> [EXTRACTED ENTRIES]:
......

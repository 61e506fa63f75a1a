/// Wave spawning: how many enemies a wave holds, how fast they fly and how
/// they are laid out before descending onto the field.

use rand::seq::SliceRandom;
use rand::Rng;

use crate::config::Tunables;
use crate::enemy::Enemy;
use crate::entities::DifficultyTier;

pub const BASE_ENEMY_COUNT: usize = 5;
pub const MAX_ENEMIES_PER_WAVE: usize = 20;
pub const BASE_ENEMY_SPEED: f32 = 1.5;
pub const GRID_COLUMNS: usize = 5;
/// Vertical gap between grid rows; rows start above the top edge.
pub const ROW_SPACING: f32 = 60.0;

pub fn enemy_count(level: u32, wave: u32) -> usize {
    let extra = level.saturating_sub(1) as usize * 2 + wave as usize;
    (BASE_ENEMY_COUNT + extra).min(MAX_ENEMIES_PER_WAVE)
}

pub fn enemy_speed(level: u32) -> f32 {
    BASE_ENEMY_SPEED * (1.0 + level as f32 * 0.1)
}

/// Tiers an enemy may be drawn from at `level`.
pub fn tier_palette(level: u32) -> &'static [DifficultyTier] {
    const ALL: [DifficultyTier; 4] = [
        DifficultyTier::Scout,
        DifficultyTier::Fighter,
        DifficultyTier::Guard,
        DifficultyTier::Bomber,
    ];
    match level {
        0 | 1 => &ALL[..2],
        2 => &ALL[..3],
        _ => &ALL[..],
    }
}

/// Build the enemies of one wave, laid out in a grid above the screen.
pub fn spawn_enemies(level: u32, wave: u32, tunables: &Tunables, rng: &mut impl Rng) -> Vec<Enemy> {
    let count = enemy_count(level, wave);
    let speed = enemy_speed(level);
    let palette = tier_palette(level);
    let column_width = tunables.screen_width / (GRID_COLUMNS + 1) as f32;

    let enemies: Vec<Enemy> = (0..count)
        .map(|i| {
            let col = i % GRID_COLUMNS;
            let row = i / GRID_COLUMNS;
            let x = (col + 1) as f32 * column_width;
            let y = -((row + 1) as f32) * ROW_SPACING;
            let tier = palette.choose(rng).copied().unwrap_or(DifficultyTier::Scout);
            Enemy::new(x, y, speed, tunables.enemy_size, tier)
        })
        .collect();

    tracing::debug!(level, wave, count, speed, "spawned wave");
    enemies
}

......

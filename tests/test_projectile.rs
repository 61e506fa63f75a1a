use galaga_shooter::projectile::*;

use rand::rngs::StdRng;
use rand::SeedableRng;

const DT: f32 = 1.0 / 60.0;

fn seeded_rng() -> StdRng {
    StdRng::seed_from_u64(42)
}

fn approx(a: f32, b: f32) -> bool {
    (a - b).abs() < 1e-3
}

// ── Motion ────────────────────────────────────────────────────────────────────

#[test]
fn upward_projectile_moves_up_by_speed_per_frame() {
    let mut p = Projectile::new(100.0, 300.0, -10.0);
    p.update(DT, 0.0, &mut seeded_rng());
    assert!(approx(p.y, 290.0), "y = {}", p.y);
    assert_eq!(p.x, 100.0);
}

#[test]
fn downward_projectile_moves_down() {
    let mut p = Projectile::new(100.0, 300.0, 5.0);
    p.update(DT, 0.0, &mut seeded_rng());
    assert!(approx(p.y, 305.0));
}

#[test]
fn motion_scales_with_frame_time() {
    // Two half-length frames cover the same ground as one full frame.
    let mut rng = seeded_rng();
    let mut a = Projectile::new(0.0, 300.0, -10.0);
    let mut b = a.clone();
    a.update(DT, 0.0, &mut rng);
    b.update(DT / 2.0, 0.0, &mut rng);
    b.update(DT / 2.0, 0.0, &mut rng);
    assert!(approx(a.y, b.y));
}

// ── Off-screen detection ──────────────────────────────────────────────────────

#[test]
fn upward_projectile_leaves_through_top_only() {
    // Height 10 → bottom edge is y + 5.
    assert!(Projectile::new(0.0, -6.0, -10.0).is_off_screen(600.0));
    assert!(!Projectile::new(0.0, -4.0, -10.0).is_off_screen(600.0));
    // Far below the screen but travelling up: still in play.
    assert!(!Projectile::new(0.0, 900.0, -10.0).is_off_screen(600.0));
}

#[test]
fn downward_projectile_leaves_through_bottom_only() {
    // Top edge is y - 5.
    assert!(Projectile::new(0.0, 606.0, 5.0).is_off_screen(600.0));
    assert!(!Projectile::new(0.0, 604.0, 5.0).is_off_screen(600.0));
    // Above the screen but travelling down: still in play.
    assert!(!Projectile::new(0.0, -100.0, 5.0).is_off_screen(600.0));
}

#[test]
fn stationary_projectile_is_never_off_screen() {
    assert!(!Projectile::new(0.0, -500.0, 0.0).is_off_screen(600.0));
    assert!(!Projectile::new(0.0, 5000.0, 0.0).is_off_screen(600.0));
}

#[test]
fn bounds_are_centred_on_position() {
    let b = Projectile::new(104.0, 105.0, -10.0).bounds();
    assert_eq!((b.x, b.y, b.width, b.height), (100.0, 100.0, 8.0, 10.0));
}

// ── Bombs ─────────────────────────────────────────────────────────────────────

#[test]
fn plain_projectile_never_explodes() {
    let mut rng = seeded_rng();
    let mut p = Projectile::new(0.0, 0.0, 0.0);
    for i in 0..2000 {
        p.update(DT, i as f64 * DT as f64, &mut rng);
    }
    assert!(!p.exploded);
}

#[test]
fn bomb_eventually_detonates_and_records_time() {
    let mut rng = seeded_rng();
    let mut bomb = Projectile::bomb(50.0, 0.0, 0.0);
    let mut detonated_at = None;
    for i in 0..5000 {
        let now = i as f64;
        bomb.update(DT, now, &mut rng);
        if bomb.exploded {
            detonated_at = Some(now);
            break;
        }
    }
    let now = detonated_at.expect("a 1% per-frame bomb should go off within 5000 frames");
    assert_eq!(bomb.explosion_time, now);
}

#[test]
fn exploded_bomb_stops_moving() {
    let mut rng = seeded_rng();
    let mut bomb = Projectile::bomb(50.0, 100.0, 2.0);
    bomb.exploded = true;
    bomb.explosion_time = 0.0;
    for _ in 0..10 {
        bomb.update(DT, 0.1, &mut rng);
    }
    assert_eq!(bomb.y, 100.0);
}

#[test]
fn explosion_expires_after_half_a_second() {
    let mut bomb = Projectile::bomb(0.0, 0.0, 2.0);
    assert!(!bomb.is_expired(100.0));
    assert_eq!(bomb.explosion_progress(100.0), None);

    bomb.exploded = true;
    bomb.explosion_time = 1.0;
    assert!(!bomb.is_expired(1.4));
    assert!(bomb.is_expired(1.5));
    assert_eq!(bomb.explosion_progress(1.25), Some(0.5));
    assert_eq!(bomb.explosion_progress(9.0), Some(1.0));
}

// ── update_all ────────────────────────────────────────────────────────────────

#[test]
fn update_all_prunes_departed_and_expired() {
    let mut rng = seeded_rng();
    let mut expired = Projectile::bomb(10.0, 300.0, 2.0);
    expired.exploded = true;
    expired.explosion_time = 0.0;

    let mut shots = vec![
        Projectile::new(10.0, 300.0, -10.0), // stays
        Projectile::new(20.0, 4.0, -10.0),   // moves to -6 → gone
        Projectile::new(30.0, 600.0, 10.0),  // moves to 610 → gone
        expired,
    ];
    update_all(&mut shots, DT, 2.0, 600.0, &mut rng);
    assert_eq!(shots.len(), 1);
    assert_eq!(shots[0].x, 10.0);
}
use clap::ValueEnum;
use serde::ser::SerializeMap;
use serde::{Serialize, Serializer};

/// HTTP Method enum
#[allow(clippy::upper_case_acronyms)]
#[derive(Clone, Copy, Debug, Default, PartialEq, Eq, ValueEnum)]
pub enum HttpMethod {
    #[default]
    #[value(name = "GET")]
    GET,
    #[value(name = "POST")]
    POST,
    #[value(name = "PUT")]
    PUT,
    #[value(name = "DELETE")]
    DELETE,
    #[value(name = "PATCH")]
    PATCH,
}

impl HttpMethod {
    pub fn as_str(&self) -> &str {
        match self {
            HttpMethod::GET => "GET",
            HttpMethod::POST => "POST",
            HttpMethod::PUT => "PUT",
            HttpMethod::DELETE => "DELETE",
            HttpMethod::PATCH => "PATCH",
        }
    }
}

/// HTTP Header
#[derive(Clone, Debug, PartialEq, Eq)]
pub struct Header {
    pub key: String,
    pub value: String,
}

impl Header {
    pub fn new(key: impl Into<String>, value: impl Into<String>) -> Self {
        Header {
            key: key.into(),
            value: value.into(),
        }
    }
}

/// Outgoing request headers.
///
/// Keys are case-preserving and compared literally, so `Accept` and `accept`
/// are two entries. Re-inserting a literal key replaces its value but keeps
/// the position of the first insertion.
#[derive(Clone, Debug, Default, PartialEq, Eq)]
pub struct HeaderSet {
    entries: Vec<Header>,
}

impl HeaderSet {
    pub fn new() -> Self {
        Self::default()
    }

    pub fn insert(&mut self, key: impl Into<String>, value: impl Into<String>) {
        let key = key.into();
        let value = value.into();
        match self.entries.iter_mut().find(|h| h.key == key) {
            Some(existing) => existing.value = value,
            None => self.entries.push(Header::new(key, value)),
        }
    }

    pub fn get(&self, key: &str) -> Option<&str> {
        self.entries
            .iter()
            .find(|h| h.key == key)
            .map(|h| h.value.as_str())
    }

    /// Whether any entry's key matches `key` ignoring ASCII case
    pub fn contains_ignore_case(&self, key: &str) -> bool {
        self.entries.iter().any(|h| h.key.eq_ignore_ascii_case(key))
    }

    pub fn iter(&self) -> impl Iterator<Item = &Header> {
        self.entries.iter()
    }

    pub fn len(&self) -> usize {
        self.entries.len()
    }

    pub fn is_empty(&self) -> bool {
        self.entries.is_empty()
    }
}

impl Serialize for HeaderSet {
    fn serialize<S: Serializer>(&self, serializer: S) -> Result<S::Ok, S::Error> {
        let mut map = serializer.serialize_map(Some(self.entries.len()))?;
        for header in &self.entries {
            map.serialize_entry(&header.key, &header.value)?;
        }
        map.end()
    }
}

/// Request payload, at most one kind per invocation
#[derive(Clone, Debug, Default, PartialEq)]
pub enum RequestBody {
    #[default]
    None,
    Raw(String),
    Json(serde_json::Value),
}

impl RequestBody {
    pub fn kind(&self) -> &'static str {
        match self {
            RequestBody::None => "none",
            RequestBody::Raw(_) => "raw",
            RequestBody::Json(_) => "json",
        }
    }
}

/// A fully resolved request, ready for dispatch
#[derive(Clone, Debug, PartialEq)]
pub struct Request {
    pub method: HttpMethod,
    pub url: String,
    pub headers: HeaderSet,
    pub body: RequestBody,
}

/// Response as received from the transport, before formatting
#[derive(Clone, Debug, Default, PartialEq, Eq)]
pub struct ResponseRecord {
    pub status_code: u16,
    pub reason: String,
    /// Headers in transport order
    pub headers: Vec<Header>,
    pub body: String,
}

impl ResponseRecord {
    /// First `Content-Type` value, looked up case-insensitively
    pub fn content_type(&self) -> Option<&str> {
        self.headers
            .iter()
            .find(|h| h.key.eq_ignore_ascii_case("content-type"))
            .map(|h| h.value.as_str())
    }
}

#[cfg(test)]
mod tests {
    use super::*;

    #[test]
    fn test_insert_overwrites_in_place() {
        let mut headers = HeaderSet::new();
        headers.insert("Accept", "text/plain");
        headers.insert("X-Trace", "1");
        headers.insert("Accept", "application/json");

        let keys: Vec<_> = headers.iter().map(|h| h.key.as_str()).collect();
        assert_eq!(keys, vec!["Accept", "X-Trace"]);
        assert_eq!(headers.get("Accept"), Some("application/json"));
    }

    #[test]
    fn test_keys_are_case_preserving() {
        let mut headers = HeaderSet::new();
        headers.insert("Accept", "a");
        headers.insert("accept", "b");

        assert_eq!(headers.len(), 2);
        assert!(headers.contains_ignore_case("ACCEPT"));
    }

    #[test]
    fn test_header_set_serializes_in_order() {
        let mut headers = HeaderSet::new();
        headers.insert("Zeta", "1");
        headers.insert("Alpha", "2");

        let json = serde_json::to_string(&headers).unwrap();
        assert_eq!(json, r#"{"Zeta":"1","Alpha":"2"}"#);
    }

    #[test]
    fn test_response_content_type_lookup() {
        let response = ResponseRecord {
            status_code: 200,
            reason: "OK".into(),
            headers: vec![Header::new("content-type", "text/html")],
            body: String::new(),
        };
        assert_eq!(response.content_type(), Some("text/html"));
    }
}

......

> [YOUR GOAL]: Check the listing for the word "text". Show each line that has it.

> [EXERCISE RESPONSE]:
        headers.insert("Accept", "text/plain");
            headers: vec![Header::new("content-type", "text/html")],
        assert_eq!(response.content_type(), Some("text/html"));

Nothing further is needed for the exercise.